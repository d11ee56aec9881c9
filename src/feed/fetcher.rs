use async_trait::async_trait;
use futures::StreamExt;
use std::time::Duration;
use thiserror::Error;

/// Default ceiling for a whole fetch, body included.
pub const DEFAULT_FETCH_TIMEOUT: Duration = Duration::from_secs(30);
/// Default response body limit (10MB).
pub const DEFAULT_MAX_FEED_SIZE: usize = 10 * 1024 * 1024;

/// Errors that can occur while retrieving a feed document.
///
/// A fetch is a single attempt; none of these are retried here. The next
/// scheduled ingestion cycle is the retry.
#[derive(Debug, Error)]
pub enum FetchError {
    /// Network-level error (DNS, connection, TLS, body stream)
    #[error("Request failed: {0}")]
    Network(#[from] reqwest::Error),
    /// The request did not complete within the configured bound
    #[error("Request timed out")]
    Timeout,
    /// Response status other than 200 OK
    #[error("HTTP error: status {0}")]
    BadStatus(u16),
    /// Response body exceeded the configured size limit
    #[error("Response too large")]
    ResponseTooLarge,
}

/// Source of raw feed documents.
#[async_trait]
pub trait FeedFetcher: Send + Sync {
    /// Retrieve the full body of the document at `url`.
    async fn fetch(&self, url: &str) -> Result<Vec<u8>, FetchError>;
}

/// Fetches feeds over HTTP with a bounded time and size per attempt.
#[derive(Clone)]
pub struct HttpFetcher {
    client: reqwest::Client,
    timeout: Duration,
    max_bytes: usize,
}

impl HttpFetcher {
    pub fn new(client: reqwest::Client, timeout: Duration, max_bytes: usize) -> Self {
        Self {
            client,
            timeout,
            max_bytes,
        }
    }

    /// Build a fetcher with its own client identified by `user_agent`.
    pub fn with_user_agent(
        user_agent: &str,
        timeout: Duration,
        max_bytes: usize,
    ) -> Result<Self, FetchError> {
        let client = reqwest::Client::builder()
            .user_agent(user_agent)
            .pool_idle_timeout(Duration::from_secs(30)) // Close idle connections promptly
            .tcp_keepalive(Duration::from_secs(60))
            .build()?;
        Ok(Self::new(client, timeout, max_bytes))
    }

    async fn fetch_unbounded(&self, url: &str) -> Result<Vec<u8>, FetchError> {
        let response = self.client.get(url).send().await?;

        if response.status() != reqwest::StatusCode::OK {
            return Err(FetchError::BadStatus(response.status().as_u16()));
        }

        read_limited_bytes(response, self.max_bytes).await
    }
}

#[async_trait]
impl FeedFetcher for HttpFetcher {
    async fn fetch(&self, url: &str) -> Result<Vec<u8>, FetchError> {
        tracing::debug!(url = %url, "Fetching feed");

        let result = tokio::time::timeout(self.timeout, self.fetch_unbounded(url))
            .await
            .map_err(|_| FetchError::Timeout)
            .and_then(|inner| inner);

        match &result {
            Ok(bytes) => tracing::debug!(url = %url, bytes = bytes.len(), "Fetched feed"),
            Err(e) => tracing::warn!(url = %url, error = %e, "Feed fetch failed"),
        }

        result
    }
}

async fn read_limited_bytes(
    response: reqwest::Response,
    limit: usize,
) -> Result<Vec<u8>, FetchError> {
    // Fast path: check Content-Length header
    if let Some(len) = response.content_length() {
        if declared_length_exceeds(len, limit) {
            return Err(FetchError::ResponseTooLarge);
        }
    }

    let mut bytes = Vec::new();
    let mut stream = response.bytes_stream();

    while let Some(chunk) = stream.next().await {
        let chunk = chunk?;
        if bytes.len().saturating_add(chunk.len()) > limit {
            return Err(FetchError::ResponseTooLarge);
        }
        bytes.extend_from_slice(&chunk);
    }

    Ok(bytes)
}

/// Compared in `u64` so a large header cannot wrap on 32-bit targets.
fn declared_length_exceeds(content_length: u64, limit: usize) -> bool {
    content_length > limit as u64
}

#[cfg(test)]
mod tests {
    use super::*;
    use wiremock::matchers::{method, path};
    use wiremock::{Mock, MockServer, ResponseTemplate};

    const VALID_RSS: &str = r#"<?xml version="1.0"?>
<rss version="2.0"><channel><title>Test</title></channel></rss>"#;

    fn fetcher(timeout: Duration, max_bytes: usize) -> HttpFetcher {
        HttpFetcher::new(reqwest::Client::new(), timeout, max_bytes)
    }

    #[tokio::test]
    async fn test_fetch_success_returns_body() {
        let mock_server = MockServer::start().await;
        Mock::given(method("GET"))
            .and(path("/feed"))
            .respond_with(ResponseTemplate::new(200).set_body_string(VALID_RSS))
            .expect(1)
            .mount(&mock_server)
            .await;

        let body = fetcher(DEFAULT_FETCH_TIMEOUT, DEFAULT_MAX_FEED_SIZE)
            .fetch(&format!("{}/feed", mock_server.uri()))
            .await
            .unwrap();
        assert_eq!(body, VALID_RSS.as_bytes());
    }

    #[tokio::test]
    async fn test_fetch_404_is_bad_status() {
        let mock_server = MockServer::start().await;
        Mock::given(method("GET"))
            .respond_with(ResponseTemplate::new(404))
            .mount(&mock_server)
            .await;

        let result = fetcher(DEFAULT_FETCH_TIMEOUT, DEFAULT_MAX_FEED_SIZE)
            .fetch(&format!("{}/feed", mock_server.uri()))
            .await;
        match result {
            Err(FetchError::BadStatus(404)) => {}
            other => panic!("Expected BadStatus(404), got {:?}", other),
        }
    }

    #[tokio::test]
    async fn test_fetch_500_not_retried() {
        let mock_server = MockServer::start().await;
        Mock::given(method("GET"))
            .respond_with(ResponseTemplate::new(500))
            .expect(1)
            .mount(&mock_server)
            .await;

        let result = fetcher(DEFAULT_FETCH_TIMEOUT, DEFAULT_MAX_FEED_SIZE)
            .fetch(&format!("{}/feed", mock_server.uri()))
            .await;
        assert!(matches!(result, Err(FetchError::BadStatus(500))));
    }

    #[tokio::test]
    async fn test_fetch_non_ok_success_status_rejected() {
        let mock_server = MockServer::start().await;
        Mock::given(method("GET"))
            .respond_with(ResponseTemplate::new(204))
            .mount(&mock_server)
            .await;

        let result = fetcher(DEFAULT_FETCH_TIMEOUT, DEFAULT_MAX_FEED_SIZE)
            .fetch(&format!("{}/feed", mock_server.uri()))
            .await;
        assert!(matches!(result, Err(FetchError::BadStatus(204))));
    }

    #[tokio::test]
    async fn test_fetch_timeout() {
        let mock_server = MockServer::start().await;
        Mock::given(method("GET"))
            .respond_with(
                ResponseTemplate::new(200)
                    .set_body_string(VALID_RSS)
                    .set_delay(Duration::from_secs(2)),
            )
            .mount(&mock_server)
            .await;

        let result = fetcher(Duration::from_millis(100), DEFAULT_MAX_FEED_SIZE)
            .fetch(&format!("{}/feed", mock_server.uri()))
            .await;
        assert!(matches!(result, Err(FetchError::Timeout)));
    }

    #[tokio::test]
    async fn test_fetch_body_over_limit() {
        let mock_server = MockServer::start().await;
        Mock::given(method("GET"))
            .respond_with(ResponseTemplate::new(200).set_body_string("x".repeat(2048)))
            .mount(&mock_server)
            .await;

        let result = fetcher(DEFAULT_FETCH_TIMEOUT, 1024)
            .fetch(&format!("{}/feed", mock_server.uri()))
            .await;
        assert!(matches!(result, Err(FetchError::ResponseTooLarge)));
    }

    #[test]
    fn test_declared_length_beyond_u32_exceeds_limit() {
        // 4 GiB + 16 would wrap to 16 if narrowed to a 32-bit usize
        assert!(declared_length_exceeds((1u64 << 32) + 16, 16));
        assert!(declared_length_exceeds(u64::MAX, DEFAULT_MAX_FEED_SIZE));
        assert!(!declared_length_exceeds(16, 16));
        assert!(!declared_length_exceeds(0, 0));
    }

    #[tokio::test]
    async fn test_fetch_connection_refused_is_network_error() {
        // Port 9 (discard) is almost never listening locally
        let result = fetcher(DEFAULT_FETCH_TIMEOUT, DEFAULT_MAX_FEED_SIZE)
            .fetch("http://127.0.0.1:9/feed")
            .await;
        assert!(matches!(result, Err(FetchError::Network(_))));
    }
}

TASK PROMPT: Which of the lines above include the word "next"? List those lines.

TASK OUTPUT:
/// A fetch is a single attempt; none of these are retried here. The next
    while let Some(chunk) = stream.next().await {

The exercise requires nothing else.